Em virtude de seu estado, Aramis julgou que não estava em condições de dar ordens a ninguém, mesmo sentindo um certo desespero e rigidez em sua voz. Desamarrou suas mãos e ofereceu uma caneca de água, pois havia do lado de fora, uma torneira e um tanque debaixo de uma meia água de zinco. Tomou a água com tamanha vontade que parecia ter uma sede de séculos. Pediu mais um pouco, o que o garoto fez prontamente. Com sua ajuda e apoiando-se na mesa conseguiu sentar-se, todo desajeitado, na cadeira.
Perguntou o nome, ainda meio zonzo e se refazendo da tortura.
- Aramis. - respondeu.
- Somos companheiros de longa data garoto, o meu nome é Portus.
Baixou a cabeça sobre os joelhos e ficou ali parado, parecia sentir muita dor.
Tínham em comum os nomes de dois mosqueteiros, com isto pareceu que Portus estava mais a vontade. Conseguiu, com alguma dificuldade, manter-se em pé, apoiando-se no ombro do parceiro e deu alguns passos pela sala. Perguntou como havia chegado até ali e se tinha visto os homens que o agrediram. Por fim, solicitou ajuda para tirá-lo daquele lugar.

Antes de fecharem a porta do porão, Portus solicitou que o garoto pegasse uns papéis que estavam em cima da mesa. Ao encontrá-los verificou que eram manuscritos picados, pareceu uma carta que após escrita tinha sido rasgada, havia mais papéis pelo chão, mas não quis juntá-los.
Ao voltar para o pátio, imaginando como fazer para ajudá-lo a pular o muro, Portus estava escalando as tábuas e praticamente no topo de sua empreitada. De cima do muro para o outro lado ele simplesmente despencou. Imaginou... Desta ele não escapa, mas o homem era de ferro. Disse que havia adquirido o poder de não sentir dor, mas adquiriu uns arranhões a mais. A noite chegara e por sorte a rua estava pouco iluminada naquele ponto onde estavam e não havia ninguém, nenhuma alma viva, a não ser um gato preto ronronando em cima do muro e uns pardais em alvoroço em um pé de plátano no pátio da delegacia.
- Vem vindo um carro! - falou Aramis.
- É um táxi, manda parar para mim.
- Táxi! Táxi! Táxi!
Aramis ajudou-o a entrar no veículo. E indagou sobre o que fazer com os papéis e Portus disse para colocá-los fora. Deu-lhe um aperto de mão e agradeceu a ajuda.
Ouviu apenas Portus falar ao motorista.
- Por gentileza, rua Floriano Peixoto, duas quadras abaixo da Presidente Vargas.
Um último aceno com a mão esfolada. O carro sumiu na noite fria, escura e com nuvens pretas ao sul, prenunciando uma chuvarada para logo mais.
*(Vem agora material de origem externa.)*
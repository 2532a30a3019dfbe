use rand::Rng;
use rand::distr::Distribution;

use super::{Family, fixed};
use crate::error::Result;

/// A fixed, non-random value.
///
/// Lets a generic distribution stand in for a plain number: its density is
/// the value itself at every query point, and every sample is the value.
#[derive(Clone, Copy, Debug, Default)]
pub struct Constant {
    a: f64,
}

impl Constant {
    /// Creates a constant with value `a`.
    #[must_use]
    pub fn new(a: f64) -> Self {
        Self { a }
    }

    /// Returns the value.
    #[must_use]
    pub fn a(&self) -> f64 {
        self.a
    }
}

impl Distribution<f64> for Constant {
    fn sample<R: Rng + ?Sized>(&self, _rng: &mut R) -> f64 {
        self.a
    }
}

impl Family for Constant {
    const NAME: &'static str = "Constant";
    type Variate = Self;

    fn params(&self) -> Vec<f64> {
        vec![self.a]
    }

    fn from_params(params: &[f64]) -> Result<Self> {
        let [a] = fixed(Self::NAME, params)?;
        Ok(Self::new(a))
    }

    fn density(&self, _x: f64) -> Result<f64> {
        Ok(self.a)
    }

    fn variate(&self) -> &Self::Variate {
        self
    }
}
- Minha pasta! - de repente, lembra-se, Aramis.
Estava em cima do muro, ao lado do gato preto que logo teria o achego de uma gata parda que espreitava aquele movimento silenciosamente em cima do telhado da casa vizinha à delegacia de polícia.
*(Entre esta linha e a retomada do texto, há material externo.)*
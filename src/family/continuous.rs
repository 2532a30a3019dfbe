//! Continuous rate and shape families.

use statrs::distribution::{self as sd, Continuous};

use super::variate::LaplaceVariate;
use super::{Family, bounded, fixed, non_negative, not_nan};
use crate::error::{Error, Result};

/// Waiting time between events of a Poisson process with rate `lambda`.
#[derive(Clone, Debug)]
pub struct Exponential {
    lambda: f64,
    pdf: sd::Exp,
    variate: rand_distr::Exp<f64>,
}

impl Exponential {
    /// # Errors
    ///
    /// Returns `Error::InvalidParameter` unless `lambda > 0`.
    pub fn new(lambda: f64) -> Result<Self> {
        let pdf = sd::Exp::new(lambda).map_err(Error::invalid(Self::NAME))?;
        let variate = rand_distr::Exp::new(lambda).map_err(Error::invalid(Self::NAME))?;
        Ok(Self {
            lambda,
            pdf,
            variate,
        })
    }

    /// Returns the rate.
    #[must_use]
    pub fn lambda(&self) -> f64 {
        self.lambda
    }
}

impl Family for Exponential {
    const NAME: &'static str = "Exponential";
    type Variate = rand_distr::Exp<f64>;

    fn params(&self) -> Vec<f64> {
        vec![self.lambda]
    }

    fn from_params(params: &[f64]) -> Result<Self> {
        let [lambda] = fixed(Self::NAME, params)?;
        Self::new(lambda)
    }

    fn density(&self, x: f64) -> Result<f64> {
        non_negative(Self::NAME, x)?;
        Ok(self.pdf.pdf(x))
    }

    fn variate(&self) -> &Self::Variate {
        &self.variate
    }
}

/// Gamma distribution with shape `alpha` and scale `beta`.
#[derive(Clone, Debug)]
pub struct Gamma {
    alpha: f64,
    beta: f64,
    pdf: sd::Gamma,
    variate: rand_distr::Gamma<f64>,
}

impl Gamma {
    /// # Errors
    ///
    /// Returns `Error::InvalidParameter` unless `alpha > 0` and `beta > 0`.
    pub fn new(alpha: f64, beta: f64) -> Result<Self> {
        // statrs takes a rate, rand_distr a scale
        let pdf = sd::Gamma::new(alpha, 1.0 / beta).map_err(Error::invalid(Self::NAME))?;
        let variate = rand_distr::Gamma::new(alpha, beta).map_err(Error::invalid(Self::NAME))?;
        Ok(Self {
            alpha,
            beta,
            pdf,
            variate,
        })
    }

    /// Returns the shape.
    #[must_use]
    pub fn alpha(&self) -> f64 {
        self.alpha
    }

    /// Returns the scale.
    #[must_use]
    pub fn beta(&self) -> f64 {
        self.beta
    }
}

impl Family for Gamma {
    const NAME: &'static str = "Gamma";
    type Variate = rand_distr::Gamma<f64>;

    fn params(&self) -> Vec<f64> {
        vec![self.alpha, self.beta]
    }

    fn from_params(params: &[f64]) -> Result<Self> {
        let [alpha, beta] = fixed(Self::NAME, params)?;
        Self::new(alpha, beta)
    }

    fn density(&self, x: f64) -> Result<f64> {
        non_negative(Self::NAME, x)?;
        bounded(Self::NAME, x, self.pdf.pdf(x))
    }

    fn variate(&self) -> &Self::Variate {
        &self.variate
    }
}

/// Weibull distribution with shape `a` and scale `b`.
#[derive(Clone, Debug)]
pub struct Weibull {
    a: f64,
    b: f64,
    pdf: sd::Weibull,
    variate: rand_distr::Weibull<f64>,
}

impl Weibull {
    /// # Errors
    ///
    /// Returns `Error::InvalidParameter` unless `a > 0` and `b > 0`.
    pub fn new(a: f64, b: f64) -> Result<Self> {
        let pdf = sd::Weibull::new(a, b).map_err(Error::invalid(Self::NAME))?;
        let variate = rand_distr::Weibull::new(b, a).map_err(Error::invalid(Self::NAME))?;
        Ok(Self { a, b, pdf, variate })
    }

    /// Returns the shape.
    #[must_use]
    pub fn a(&self) -> f64 {
        self.a
    }

    /// Returns the scale.
    #[must_use]
    pub fn b(&self) -> f64 {
        self.b
    }
}

impl Family for Weibull {
    const NAME: &'static str = "Weibull";
    type Variate = rand_distr::Weibull<f64>;

    fn params(&self) -> Vec<f64> {
        vec![self.a, self.b]
    }

    fn from_params(params: &[f64]) -> Result<Self> {
        let [a, b] = fixed(Self::NAME, params)?;
        Self::new(a, b)
    }

    fn density(&self, x: f64) -> Result<f64> {
        non_negative(Self::NAME, x)?;
        bounded(Self::NAME, x, self.pdf.pdf(x))
    }

    fn variate(&self) -> &Self::Variate {
        &self.variate
    }
}

/// Type I extreme value (Gumbel) distribution with location `a` and scale `b`.
///
/// `statrs` has no Gumbel density, so it is evaluated here:
/// `f(x) = exp(-(z + exp(-z))) / b` with `z = (x - a) / b`.
#[derive(Clone, Debug)]
pub struct ExtremeValue {
    a: f64,
    b: f64,
    variate: rand_distr::Gumbel<f64>,
}

impl ExtremeValue {
    /// # Errors
    ///
    /// Returns `Error::InvalidParameter` unless `b > 0` and `a` is finite.
    pub fn new(a: f64, b: f64) -> Result<Self> {
        let variate = rand_distr::Gumbel::new(a, b).map_err(Error::invalid(Self::NAME))?;
        Ok(Self { a, b, variate })
    }

    /// Returns the location.
    #[must_use]
    pub fn a(&self) -> f64 {
        self.a
    }

    /// Returns the scale.
    #[must_use]
    pub fn b(&self) -> f64 {
        self.b
    }
}

impl Family for ExtremeValue {
    const NAME: &'static str = "ExtremeValue";
    type Variate = rand_distr::Gumbel<f64>;

    fn params(&self) -> Vec<f64> {
        vec![self.a, self.b]
    }

    fn from_params(params: &[f64]) -> Result<Self> {
        let [a, b] = fixed(Self::NAME, params)?;
        Self::new(a, b)
    }

    fn density(&self, x: f64) -> Result<f64> {
        not_nan(Self::NAME, x)?;
        if x.is_infinite() {
            return Ok(0.0);
        }
        let z = (x - self.a) / self.b;
        Ok((-(z + (-z).exp())).exp() / self.b)
    }

    fn variate(&self) -> &Self::Variate {
        &self.variate
    }
}

/// Beta distribution on `[0, 1]` with shapes `alpha` and `beta`.
#[derive(Clone, Debug)]
pub struct Beta {
    alpha: f64,
    beta: f64,
    pdf: sd::Beta,
    variate: rand_distr::Beta<f64>,
}

impl Beta {
    /// # Errors
    ///
    /// Returns `Error::InvalidParameter` unless both shapes are positive.
    pub fn new(alpha: f64, beta: f64) -> Result<Self> {
        let pdf = sd::Beta::new(alpha, beta).map_err(Error::invalid(Self::NAME))?;
        let variate = rand_distr::Beta::new(alpha, beta).map_err(Error::invalid(Self::NAME))?;
        Ok(Self {
            alpha,
            beta,
            pdf,
            variate,
        })
    }

    /// Returns the first shape.
    #[must_use]
    pub fn alpha(&self) -> f64 {
        self.alpha
    }

    /// Returns the second shape.
    #[must_use]
    pub fn beta(&self) -> f64 {
        self.beta
    }
}

impl Family for Beta {
    const NAME: &'static str = "Beta";
    type Variate = rand_distr::Beta<f64>;

    fn params(&self) -> Vec<f64> {
        vec![self.alpha, self.beta]
    }

    fn from_params(params: &[f64]) -> Result<Self> {
        let [alpha, beta] = fixed(Self::NAME, params)?;
        Self::new(alpha, beta)
    }

    fn density(&self, x: f64) -> Result<f64> {
        not_nan(Self::NAME, x)?;
        if !(0.0..=1.0).contains(&x) {
            return Err(Error::domain(Self::NAME, x, "outside the support [0, 1]"));
        }
        bounded(Self::NAME, x, self.pdf.pdf(x))
    }

    fn variate(&self) -> &Self::Variate {
        &self.variate
    }
}

/// Laplace (double exponential) distribution with the given mean and scale `beta`.
#[derive(Clone, Debug)]
pub struct Laplace {
    mean: f64,
    beta: f64,
    pdf: sd::Laplace,
    variate: LaplaceVariate,
}

impl Laplace {
    /// # Errors
    ///
    /// Returns `Error::InvalidParameter` unless `beta > 0`.
    pub fn new(mean: f64, beta: f64) -> Result<Self> {
        let pdf = sd::Laplace::new(mean, beta).map_err(Error::invalid(Self::NAME))?;
        let tail = rand_distr::Exp::new(1.0 / beta).map_err(Error::invalid(Self::NAME))?;
        Ok(Self {
            mean,
            beta,
            pdf,
            variate: LaplaceVariate { mean, tail },
        })
    }

    /// Returns the mean.
    #[must_use]
    pub fn mean(&self) -> f64 {
        self.mean
    }

    /// Returns the scale.
    #[must_use]
    pub fn beta(&self) -> f64 {
        self.beta
    }
}

impl Family for Laplace {
    const NAME: &'static str = "Laplace";
    type Variate = LaplaceVariate;

    fn params(&self) -> Vec<f64> {
        vec![self.mean, self.beta]
    }

    fn from_params(params: &[f64]) -> Result<Self> {
        let [mean, beta] = fixed(Self::NAME, params)?;
        Self::new(mean, beta)
    }

    fn density(&self, x: f64) -> Result<f64> {
        not_nan(Self::NAME, x)?;
        Ok(self.pdf.pdf(x))
    }

    fn variate(&self) -> &Self::Variate {
        &self.variate
    }
}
Aramis não recorda qual a desculpa que deu por chegar tão tarde em casa, pois não era do seu feitio atrasar-se daquela maneira. Lembra apenas que tomou um leite quente com Toddy e pão com geléia de goiaba. À noite resolveu montar os papéis picados que haviam ficado com ele.
Após arrumados pacientemente como um quebra-cabeças e grudados com uma fita gomada, transformaram-se em uma confissão. Falava em revolução, libertação dos povos, alguns nomes, que para Aramis, naquele junho de 1972, eram totalmente desconhecidos como: Fidel Castro, Lenin e Che Guevara que era citado duas vezes. Dizia que não citaria nomes porque acreditava no sonho da revolução socialista e não iria trair a utopia revolucionária de seus companheiros. Encerrava com uma estranha frase. -Viva a revolução cubana!
Aramis não entendeu muito bem o conteúdo daquele texto, mas julgou que era de suma importância, resolveu não mostrá-lo a ninguém e guardá-lo. Colocando na página 72 do livro que acabara de ler na noite passada, Esaú e Jacó de Machado de Assis.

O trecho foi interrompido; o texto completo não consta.